Entrou em vigor em 24 de janeiro de 2021, a lei 14.112/20, que trouxe profundas alterações à lei 11.101/05 ("LRF"), que dispõe sobre a Recuperação Judicial ("RJ"), Recuperação Extrajudicial ("RE") e a falência do devedor empresário.


Das diversas alterações trazidas pela lei 14.112, uma das mais interessantes e inovadoras surgiu no âmbito da alienação de Unidades Produtivas Isoladas ("UPIs"), instrumento comumente utilizado em processos de RJ, devido aos incentivos trazidos à investidores. Contudo, sem ignorar a relevância de tais previsões (e proteções) ao soerguimento de empresas em crise (estejam elas em RJ ou RE), o presente artigo abordará a alienação de ativos do devedor em recuperação extrajudicial e a problemática da falta de clareza a respeito da aplicação do conceito de UPIs à processos de RE.

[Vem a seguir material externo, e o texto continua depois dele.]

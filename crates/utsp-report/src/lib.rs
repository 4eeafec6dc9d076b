// This Source Code Form is subject to the terms of the Mozilla Public
// License, v. 2.0. If a copy of the MPL was not distributed with this
// file, You can obtain one at https://mozilla.org/MPL/2.0/.

//! Utsp Report - output formats for A4_Utsp validation results
//!
//! Three independent renderers consume [`utsp_rules::FileRecord`]s:
//!
//! - **Spreadsheet** ([`write_excel`]) - overview, per-file details and a
//!   findings sheet, or a single combined sheet
//! - **HTML** ([`HtmlReport`]) - standalone page with filters and search
//! - **Annotated IFC** ([`annotate`]) - the source model with a
//!   `NOSKI_Validering` property set per element, optionally colour-coded
//!
//! # Example
//!
//! ```ignore
//! use utsp_parser::ParsedModel;
//! use utsp_report::{annotate, write_excel, AnnotateOptions, ExcelLayout, HtmlReport};
//! use utsp_rules::{validate_model, ValidationConfig};
//!
//! let model = ParsedModel::open("A4_RIV_Hull.ifc")?;
//! let record = validate_model(&model, "A4_RIV_Hull.ifc", &ValidationConfig::default());
//!
//! let files = [record];
//! write_excel(&files, ExcelLayout::PerFile, "rapport.xlsx")?;
//! HtmlReport::new(&files).write_to("rapport.html")?;
//! let annotated = annotate(&model, &files[0], &AnnotateOptions::new())?;
//! ```

mod annotate;
mod error;
mod excel;
mod html;
mod messages;

pub use annotate::{annotate, annotate_to_path, AnnotateOptions, Annotated, VALIDATION_PSET};
pub use error::{ReportError, Result};
pub use excel::{excel_to_buffer, write_excel, ExcelLayout};
pub use html::{html_report, HtmlReport, PsetTile};
pub use messages::{dimension_status, join_or_dash, pset_status, validation_status, ElementMessages};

As UPIs podem ser definidas como um conjunto de ativos de uma determinada empresa, que pode ser alienado como uma das formas de superação da crise empresarial (na forma dos arts. 50 e 60, LRF).


Ainda pouco utilizadas no Brasil, as REs também tiveram o seu regramento modificado pela recente alteração à LRF, fazendo-se necessário tecer alguns comentários sobre as alterações promovidas pela referida reforma, bem como as problemáticas que já permeavam o instituto antes mesmo de tais mudanças. Nesse aspecto, a problemática que envolvia a alienação de ativos em REs sob a forma de UPI pode ser destacada como um dos pontos que resultam no desencorajamento para que tal instituto seja utilizado. Para entendermos a temática, será necessário tecer breves comentários ao instituto da RE.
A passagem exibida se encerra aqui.